Estudio Aldescubierto

Después de patear incansablemente el centro de Valencia el pasado fin de semana, me reafirmo por un lado en la belleza de las ciudades, los miles de rincones que descubres a cada paso, cientos de fotos que quieres guardar para no olvidar ni un pedacito de pared, puerta, ventana, tienda, restaurante,… o rincón que llama tu atención por banal que pueda parecer. Pero al igual que me reafirmo en todo ello, me sigo viendo como Paco Martínez Soria, perdida y despistada, abrumada por la gente y con mi carente GPS mental que me recuerda, que soy más de pueblo que las amapolas.

Me encantan las casas como la que os traigo hoy, un piso centenario reformado en la calle Fuencarral, todo un privilegio, pero por bonito que sea y por más que me guste lo que el estudio Aldescubierto, ha hecho a esta vivienda para sacarle todo su potencial a esta casa centenaria, a mí que me pongan ración doble de casita en el campo o una mirando al mar. ¿Cómo puede ser que me agobie tanto la ciudad?

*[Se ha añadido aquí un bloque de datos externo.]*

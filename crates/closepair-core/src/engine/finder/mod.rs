//! Exact pair search strategies.
//!
//! Every strategy implements [`ClosePairFinder`] and must report the same pair
//! set for the same input; the quadratic strategy serves as the reference the
//! grid and rigid-body strategies are checked against.

mod grid;
mod quadratic;
mod rigid;

pub use grid::GridFinder;
pub use quadratic::QuadraticFinder;
pub use rigid::RigidFinder;

use super::config::{FinderStrategy, ProximityConfig};
use super::error::EngineError;
use super::pair_list::IndexPair;
use crate::core::models::object::Sphere;
use crate::core::spatial::distance::DistanceMode;
use std::fmt;

/// Collects candidate pairs, enforcing an optional size limit and reporting
/// allocation failure instead of aborting.
///
/// After the first failure the sink ignores further pairs; the error is
/// returned by [`finish`](Self::finish).
#[derive(Debug, Default)]
pub struct PairSink {
    pairs: Vec<IndexPair>,
    limit: Option<usize>,
    error: Option<EngineError>,
}

impl PairSink {
    pub fn new(limit: Option<usize>) -> Self {
        Self {
            pairs: Vec::new(),
            limit,
            error: None,
        }
    }

    #[inline]
    pub fn push(&mut self, pair: IndexPair) {
        if self.error.is_some() {
            return;
        }
        if self.limit.is_some_and(|limit| self.pairs.len() >= limit) {
            self.error = Some(EngineError::exhausted(self.pairs.len() + 1));
            return;
        }
        if self.pairs.len() == self.pairs.capacity() {
            let additional = self.pairs.capacity().max(64);
            if self.pairs.try_reserve(additional).is_err() {
                self.error = Some(EngineError::exhausted(self.pairs.len() + additional));
                return;
            }
        }
        self.pairs.push(pair);
    }

    /// Records a failure from a nested search; the first error wins.
    pub fn fail(&mut self, error: EngineError) {
        if self.error.is_none() {
            self.error = Some(error);
        }
    }

    /// True once a push has failed; finders use this to stop early.
    pub fn is_exhausted(&self) -> bool {
        self.error.is_some()
    }

    pub fn len(&self) -> usize {
        self.pairs.len()
    }

    pub fn is_empty(&self) -> bool {
        self.pairs.is_empty()
    }

    pub fn finish(self) -> Result<Vec<IndexPair>, EngineError> {
        match self.error {
            Some(error) => Err(error),
            None => Ok(self.pairs),
        }
    }
}

/// A strategy that finds every pair within a threshold.
///
/// Self-join pairs are emitted as `(i, j)` with `i < j`; bipartite pairs as
/// `(index in a, index in b)`. Pairs may be emitted more than once and in any
/// order; callers sort and deduplicate.
pub trait ClosePairFinder: fmt::Debug + Send + Sync {
    fn name(&self) -> &'static str;

    fn mode(&self) -> DistanceMode;

    /// All pairs of distinct objects of `spheres` within `threshold`.
    fn self_pairs(&self, spheres: &[Sphere], threshold: f64, sink: &mut PairSink);

    /// All pairs `(i, j)` with `i` from `a` and `j` from `b` within `threshold`.
    fn cross_pairs(&self, a: &[Sphere], b: &[Sphere], threshold: f64, sink: &mut PairSink);

    /// All self-join pairs within `threshold` that involve at least one index of `subset`.
    fn self_pairs_touching(
        &self,
        spheres: &[Sphere],
        subset: &[usize],
        threshold: f64,
        sink: &mut PairSink,
    );

    /// All bipartite pairs within `threshold` whose `a` side is in `subset_a`
    /// or whose `b` side is in `subset_b`.
    fn cross_pairs_touching(
        &self,
        a: &[Sphere],
        b: &[Sphere],
        subset_a: &[usize],
        subset_b: &[usize],
        threshold: f64,
        sink: &mut PairSink,
    );
}

/// Instantiates the strategy selected by `config`.
pub fn finder_for(config: &ProximityConfig) -> Box<dyn ClosePairFinder> {
    match config.strategy {
        FinderStrategy::Quadratic => {
            Box::new(QuadraticFinder::new(config.mode).with_periodic_box(config.periodic_box))
        }
        FinderStrategy::Grid => Box::new(
            GridFinder::new(config.partition, config.mode).with_periodic_box(config.periodic_box),
        ),
        FinderStrategy::Rigid => Box::new(RigidFinder::new(config.partition, config.mode)),
    }
}
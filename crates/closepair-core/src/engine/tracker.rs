use crate::core::models::ids::RigidBodyId;
use crate::core::models::point_set::PointSet;
use nalgebra::{Isometry3, Point3};
use slotmap::SecondaryMap;

/// Objects and rigid bodies found to have moved beyond the slack.
#[derive(Debug, Clone, Default, PartialEq)]
pub struct MovedSet {
    /// Moved object indices, ascending and unique.
    pub indices: Vec<usize>,
    /// Rigid bodies whose frame moved far enough to flag all of their members.
    pub bodies: Vec<RigidBodyId>,
}

impl MovedSet {
    pub fn len(&self) -> usize {
        self.indices.len()
    }

    pub fn is_empty(&self) -> bool {
        self.indices.is_empty()
    }
}

#[derive(Debug, Clone, Default)]
enum Baseline {
    #[default]
    Empty,
    Snapshot {
        positions: Vec<Point3<f64>>,
        frames: SecondaryMap<RigidBodyId, Isometry3<f64>>,
    },
}

/// Remembers where every object (and rigid frame) was when the pair list was
/// last known to be valid, and reports which ones have since moved too far.
#[derive(Debug, Clone, Default)]
pub struct MovedObjectTracker {
    baseline: Baseline,
}

impl MovedObjectTracker {
    pub fn new() -> Self {
        Self::default()
    }

    pub fn has_snapshot(&self) -> bool {
        matches!(self.baseline, Baseline::Snapshot { .. })
    }

    /// Snapshot positions, if a snapshot has been taken.
    pub fn snapshot_positions(&self) -> Option<&[Point3<f64>]> {
        match &self.baseline {
            Baseline::Snapshot { positions, .. } => Some(positions),
            Baseline::Empty => None,
        }
    }

    /// Re-snapshots every object and frame.
    pub fn reset(&mut self, points: &PointSet) {
        let positions = points.iter().map(|o| o.position).collect();
        let frames = points
            .rigid_bodies()
            .map(|(id, body)| (id, body.frame))
            .collect();
        self.baseline = Baseline::Snapshot { positions, frames };
    }

    /// Folds the moved objects and frames back into the snapshot, leaving
    /// every other stored position untouched.
    pub fn reset_moved(&mut self, points: &PointSet, moved: &MovedSet) {
        let Baseline::Snapshot { positions, frames } = &mut self.baseline else {
            self.reset(points);
            return;
        };
        if positions.len() != points.len() {
            self.reset(points);
            return;
        }
        for &index in &moved.indices {
            if let Some(object) = points.get(index) {
                positions[index] = object.position;
            }
        }
        for &body in &moved.bodies {
            if let Some(rigid_body) = points.rigid_body(body) {
                frames.insert(body, rigid_body.frame);
            }
        }
    }

    /// Drops the snapshot. The next `get_moved` reports every object.
    pub fn clear(&mut self) {
        self.baseline = Baseline::Empty;
    }

    /// Reports every object displaced by strictly more than `slack` since its
    /// snapshot, plus every member of a rigid body whose frame moved so far
    /// that some member could have.
    ///
    /// A frame's motion is bounded by `|dt| + 2 sin(theta / 2) * extent`, the
    /// largest displacement any point within `extent` of the frame origin can
    /// undergo under translation `dt` and rotation angle `theta`.
    pub fn get_moved(&self, points: &PointSet, slack: f64) -> MovedSet {
        let Baseline::Snapshot { positions, frames } = &self.baseline else {
            return everything(points);
        };
        if positions.len() != points.len() {
            return everything(points);
        }

        let slack_squared = slack * slack;
        let mut flagged: Vec<bool> = points
            .iter()
            .zip(positions)
            .map(|(object, old)| (object.position - old).norm_squared() > slack_squared)
            .collect();

        let mut bodies = Vec::new();
        for (id, body) in points.rigid_bodies() {
            let Some(old) = frames.get(id) else {
                bodies.push(id);
                continue;
            };
            if frame_motion_bound(old, &body.frame, body.extent) > slack {
                bodies.push(id);
            }
        }
        for &id in &bodies {
            if let Some(body) = points.rigid_body(id) {
                for member in &body.members {
                    if let Some(index) = points.index_of(*member) {
                        flagged[index] = true;
                    }
                }
            }
        }

        let indices = flagged
            .iter()
            .enumerate()
            .filter_map(|(index, &moved)| moved.then_some(index))
            .collect();
        MovedSet { indices, bodies }
    }

    /// Largest displacement of any object from its snapshot; infinite without a snapshot.
    pub fn max_displacement(&self, points: &PointSet) -> f64 {
        match &self.baseline {
            Baseline::Snapshot { positions, .. } if positions.len() == points.len() => points
                .iter()
                .zip(positions)
                .map(|(object, old)| (object.position - old).norm())
                .fold(0.0, f64::max),
            _ => f64::INFINITY,
        }
    }
}

fn everything(points: &PointSet) -> MovedSet {
    MovedSet {
        indices: (0..points.len()).collect(),
        bodies: points.rigid_bodies().map(|(id, _)| id).collect(),
    }
}

fn frame_motion_bound(old: &Isometry3<f64>, new: &Isometry3<f64>, extent: f64) -> f64 {
    let translation = (new.translation.vector - old.translation.vector).norm();
    let angle = old.rotation.angle_to(&new.rotation);
    translation + 2.0 * (angle / 2.0).sin() * extent
}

Como toda vivienda antigua, estaba totalmente compartimentada, pero el estudio supo enseguida ver su gran potencial. Con tres orientaciones diferentes y nueve balcones al exterior en pleno centro de Madrid, es como al que le toca la lotería.

Toda la zona de día está conectada entre sí, aunque dividida por columnas originales de madera. La entrada al salón no se pudo tirar completamente porque es un elemento estructural, aún así los vanos dejan pasar la luz y comunican los espacios a la perfección. Se mantuvieron muchos de los elementos originales, como las ventanas y contraventanas, contrastándolos con otros nuevos. Muchos de los muebles están hechos a medida por el propio estudio, como la librería compuesta por módulos de distintos tamaños que la hacen muy dinámica.

La gran cantidad de luz, permite cierta licencia con los colores, como los sofás azules de Pedro Ros, o los múltiples cojines de Batavia y B&B Collection, la alfombra tipo Kilim de la entrada de Tailak, o las sillas del comedor de Maison du Monde, entre otros.

Para la cocina, los arquitectos tenían pensado un espacio totalmente abierto, sin embargo la propietaria prefería poder independizarla en momentos puntuales. De ahí la solución del cerramiento de cristal, que permite integrar o separar el espacio según las necesidades, sin restar visibilidad.

La zona del dormitorio principal, es un espacio privilegiado que invita al relax, con ropa de cama de Zara Home. El  cabecero que hace las veces de separación respecto al cuarto de baño, que queda a sus espaldas. El acristalamiento permite que la luz llegue a este espacio también, aunque para dar cierta intimidad se han colocado unos estores de Bandalux. El baño además dispone a continuación de un vestidor algo que personalmente, me parece muy práctico. La altura del dormitorio, también permitió sacar un altillo.

Encontramos además una habitación de invitados, donde la gran cantidad de luz y el blanco de las paredes, quedan arropados por las fibras del cabecero de Deco&Living, la banqueta de El Rastro y los colores tostados de los textiles.

En la última imagen podéis ver a los componentes del estudio Aldescubierto, Cristina y Fernando, artífices de esta bonita reforma.